South African politician

Mosetsanagape Margaret Mokomele-Mothibi is a South African politician who represented the African National Congress (ANC) in the North West Provincial Legislature until 2014, when she failed to gain re-election. She served as the North West's Member of the Executive Council (MEC) for Social Development, Women, Children and People with Disabilities from November 2010 to June 2013 under Premier Thandi Modise. She was fired from the Executive Council after she admitted that she had used public funds to attend the ANC's 52nd National Conference in December 2012.

== Legislative career ==
In the 2009 general election, Mokomele-Mothibi was narrowly elected to a seat in the North West Provincial Legislature, ranked 23rd on the ANC's provincial party list. On 25 November 2010, she was appointed to the North West Executive Council in a major reshuffle by Thandi Modise, who had recently replaced Maureen Modiselle as Premier of the North West. Modise appointed Mokomele-Mothibi to a newly formed portfolio as MEC for Social Development, Women, Children and People with Disabilities.

In February 2013, Mokomele-Mothibi caused a minor scandal when she admitted to the provincial legislature's Standing Committee on Public Accounts that she had used public funds to attend the ANC's 53rd National Conference in Mangaung in December 2012. She had paid over R174,000 for a friend and several government officials to attend the conference and stay in a nearby guesthouse. She apologised and promised that she would repay the full amount within a week. The Democratic Alliance called for a police investigation.

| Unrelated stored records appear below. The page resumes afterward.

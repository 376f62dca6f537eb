use std::cell::RefCell;
use std::collections::HashMap;
use std::fmt;
use std::rc::Rc;

use crate::environment::EnvRef;
use crate::error::RuntimeError;
use crate::parser::ast::{Expr, Stmt};

/// Handler signature for host-implemented (native) functions
pub type NativeHandler = Rc<dyn Fn(&[Value]) -> Result<Value, RuntimeError>>;

/// Runtime value in the Somnia toolchain
///
/// Scalars (null, bool, number, string) are value-like: copied on assignment
/// and compared structurally. Lists, maps, and instances have shared mutable
/// identity: two references to the same list observe each other's mutations,
/// which the `Rc<RefCell<..>>` wrappers make explicit.
#[derive(Clone)]
pub enum Value {
    /// Null value
    Null,

    /// Boolean value
    Bool(bool),

    /// Numbers unify int and float as 64-bit floating point; "is this an
    /// integer" is a derived predicate, not a separate variant
    Number(f64),

    /// UTF-8 string
    String(String),

    /// Mutable ordered sequence with shared identity
    List(Rc<RefCell<Vec<Value>>>),

    /// Mutable string-keyed mapping with shared identity
    Map(Rc<RefCell<HashMap<String, Value>>>),

    /// User-declared function or lambda paired with its defining environment
    Function(Rc<Function>),

    /// Class declaration: default field initializers plus a method table
    Class(Rc<Class>),

    /// Instance of a class with a mutable field table
    Instance(Rc<RefCell<Instance>>),

    /// Host-implemented function exposed to Somnia programs by name
    Native(Rc<NativeFn>),
}

/// A Somnia function value: a closure over the environment it was defined in
pub struct Function {
    pub name: String,
    pub params: Vec<String>,
    pub body: Rc<Vec<Stmt>>,
    pub closure: EnvRef,
}

/// A class value; field defaults are evaluated at construction time
pub struct Class {
    pub name: String,
    pub fields: Vec<(String, Option<Expr>)>,
    pub methods: HashMap<String, Rc<Function>>,
}

/// Instance state: the class it was built from and its field table
pub struct Instance {
    pub class_name: String,
    pub fields: HashMap<String, Value>,
}

/// A named native function
pub struct NativeFn {
    pub name: String,
    pub handler: NativeHandler,
}

impl Value {
    /// Construct a list value from items
    pub fn list(items: Vec<Value>) -> Self {
        Value::List(Rc::new(RefCell::new(items)))
    }

    /// Construct a map value from entries
    pub fn map(entries: HashMap<String, Value>) -> Self {
        Value::Map(Rc::new(RefCell::new(entries)))
    }

    /// Construct a native function value
    pub fn native(name: impl Into<String>, handler: NativeHandler) -> Self {
        Value::Native(Rc::new(NativeFn {
            name: name.into(),
            handler,
        }))
    }

    /// Truthiness: only non-empty/non-zero/true values are truthy
    pub fn is_truthy(&self) -> bool {
        match self {
            Value::Null => false,
            Value::Bool(b) => *b,
            Value::Number(n) => *n != 0.0,
            Value::String(s) => !s.is_empty(),
            Value::List(items) => !items.borrow().is_empty(),
            Value::Map(entries) => !entries.borrow().is_empty(),
            Value::Function(_) | Value::Class(_) | Value::Instance(_) | Value::Native(_) => true,
        }
    }

    /// Extract a number, or None for non-numeric values
    pub fn as_number(&self) -> Option<f64> {
        match self {
            Value::Number(n) => Some(*n),
            _ => None,
        }
    }

    /// Extract a string slice, or None for non-string values
    pub fn as_str(&self) -> Option<&str> {
        match self {
            Value::String(s) => Some(s),
            _ => None,
        }
    }

    /// Get the type name of this value for error messages
    pub fn type_name(&self) -> &'static str {
        match self {
            Value::Null => "null",
            Value::Bool(_) => "bool",
            Value::Number(_) => "number",
            Value::String(_) => "string",
            Value::List(_) => "list",
            Value::Map(_) => "map",
            Value::Function(_) => "function",
            Value::Class(_) => "class",
            Value::Instance(_) => "object",
            Value::Native(_) => "native",
        }
    }
}

/// Deep structural equality; two nulls are equal, lists and maps compare
/// element-wise. Functions, classes, and natives compare by identity.
impl PartialEq for Value {
    fn eq(&self, other: &Self) -> bool {
        match (self, other) {
            (Value::Null, Value::Null) => true,
            (Value::Bool(a), Value::Bool(b)) => a == b,
            (Value::Number(a), Value::Number(b)) => a == b,
            (Value::String(a), Value::String(b)) => a == b,
            (Value::List(a), Value::List(b)) => {
                Rc::ptr_eq(a, b) || *a.borrow() == *b.borrow()
            }
            (Value::Map(a), Value::Map(b)) => Rc::ptr_eq(a, b) || *a.borrow() == *b.borrow(),
            (Value::Instance(a), Value::Instance(b)) => {
                if Rc::ptr_eq(a, b) {
                    return true;
                }
                let a = a.borrow();
                let b = b.borrow();
                a.class_name == b.class_name && a.fields == b.fields
            }
            (Value::Function(a), Value::Function(b)) => Rc::ptr_eq(a, b),
            (Value::Class(a), Value::Class(b)) => Rc::ptr_eq(a, b),
            (Value::Native(a), Value::Native(b)) => Rc::ptr_eq(a, b),
            _ => false,
        }
    }
}

impl fmt::Display for Value {
    fn fmt(&self, f: &mut fmt::Formatter<'_>) -> fmt::Result {
        match self {
            Value::Null => write!(f, "null"),
            Value::Bool(b) => write!(f, "{}", b),
            Value::Number(n) => {
                // Integral numbers display without a decimal point
                if *n == n.trunc() && n.is_finite() {
                    write!(f, "{}", *n as i64)
                } else {
                    write!(f, "{}", n)
                }
            }
            Value::String(s) => write!(f, "{}", s),
            Value::List(items) => {
                write!(f, "[")?;
                for (i, item) in items.borrow().iter().enumerate() {
                    if i > 0 {
                        write!(f, ", ")?;
                    }
                    write!(f, "{}", item)?;
                }
                write!(f, "]")
            }
            Value::Map(entries) => {
                write!(f, "{{")?;
                for (i, (key, value)) in entries.borrow().iter().enumerate() {
                    if i > 0 {
                        write!(f, ", ")?;
                    }
                    write!(f, "\"{}\": {}", key, value)?;
                }
                write!(f, "}}")
            }
            Value::Function(func) => write!(f, "<fn {}>", func.name),
            Value::Class(class) => write!(f, "<class {}>", class.name),
            Value::Instance(instance) => write!(f, "{} {{ ... }}", instance.borrow().class_name),
            Value::Native(native) => write!(f, "<native {}>", native.name),
        }
    }
}

impl fmt::Debug for Value {
    fn fmt(&self, f: &mut fmt::Formatter<'_>) -> fmt::Result {
        match self {
            Value::Null => write!(f, "Null"),
            Value::Bool(b) => write!(f, "Bool({})", b),
            Value::Number(n) => write!(f, "Number({})", n),
            Value::String(s) => write!(f, "String({:?})", s),
            Value::List(items) => write!(f, "List({:?})", items.borrow()),
            Value::Map(entries) => write!(f, "Map({:?})", entries.borrow()),
            Value::Function(func) => write!(f, "Function({})", func.name),
            Value::Class(class) => write!(f, "Class({})", class.name),
            Value::Instance(instance) => write!(f, "Instance({})", instance.borrow().class_name),
            Value::Native(native) => write!(f, "Native({})", native.name),
        }
    }
}

impl From<bool> for Value {
    fn from(b: bool) -> Self {
        Value::Bool(b)
    }
}

impl From<f64> for Value {
    fn from(n: f64) -> Self {
        Value::Number(n)
    }
}

impl From<String> for Value {
    fn from(s: String) -> Self {
        Value::String(s)
    }
}

impl From<&str> for Value {
    fn from(s: &str) -> Self {
        Value::String(s.to_string())
    }
}

#[cfg(test)]
mod tests {
    use super::*;

    #[test]
    fn test_is_truthy() {
        assert!(Value::Bool(true).is_truthy());
        assert!(!Value::Bool(false).is_truthy());
        assert!(Value::Number(1.5).is_truthy());
        assert!(!Value::Number(0.0).is_truthy());
        assert!(Value::String("hello".to_string()).is_truthy());
        assert!(!Value::String(String::new()).is_truthy());
        assert!(!Value::Null.is_truthy());
        assert!(!Value::list(vec![]).is_truthy());
        assert!(Value::list(vec![Value::Null]).is_truthy());
        assert!(!Value::map(HashMap::new()).is_truthy());
    }

    #[test]
    fn test_integral_number_display() {
        assert_eq!(Value::Number(2.0).to_string(), "2");
        assert_eq!(Value::Number(-7.0).to_string(), "-7");
        assert_eq!(Value::Number(2.5).to_string(), "2.5");
    }

    #[test]
    fn test_display() {
        assert_eq!(Value::Null.to_string(), "null");
        assert_eq!(Value::Bool(true).to_string(), "true");
        assert_eq!(Value::String("hi".to_string()).to_string(), "hi");
        assert_eq!(
            Value::list(vec![Value::Number(1.0), Value::String("a".to_string())]).to_string(),
            "[1, a]"
        );
    }

    #[test]
    fn test_deep_equality() {
        let a = Value::list(vec![Value::Number(1.0), Value::Number(2.0)]);
        let b = Value::list(vec![Value::Number(1.0), Value::Number(2.0)]);
        assert_eq!(a, b);

        let c = Value::list(vec![Value::Number(1.0)]);
        assert_ne!(a, c);

        assert_eq!(Value::Null, Value::Null);
        assert_ne!(Value::Number(0.0), Value::Null);
    }

    #[test]
    fn test_list_aliasing() {
        let a = Value::list(vec![Value::Number(1.0)]);
        let b = a.clone();
        if let Value::List(items) = &a {
            items.borrow_mut().push(Value::Number(2.0));
        }
        if let Value::List(items) = &b {
            assert_eq!(items.borrow().len(), 2);
        } else {
            panic!("expected list");
        }
    }

    #[test]
    fn test_type_names() {
        assert_eq!(Value::Null.type_name(), "null");
        assert_eq!(Value::Number(1.0).type_name(), "number");
        assert_eq!(Value::list(vec![]).type_name(), "list");
        assert_eq!(Value::map(HashMap::new()).type_name(), "map");
    }
}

Mokomele-Mothibi's admission led to a protracted investigation into the claim that she had abused the powers of her office, and on 27 June 2013, Modise fired her from the Executive Council, saying that the government wanted to avoid having to "answer for hang-ups". Also fired were two other MECs, Louisa Mabe and China Dodovu, who had been implicated in separate incidents of misconduct. Modise emphasised that all three had "executed their tasks with distinction" and had not been found guilty of any wrongdoing.

Mokomele-Mothibi completed the rest of the legislative term as an ordinary Member of the Provincial Legislature. In the 2014 general election, she was ranked 25th on the ANC's provincial party list and failed to gain re-election to the provincial legislature.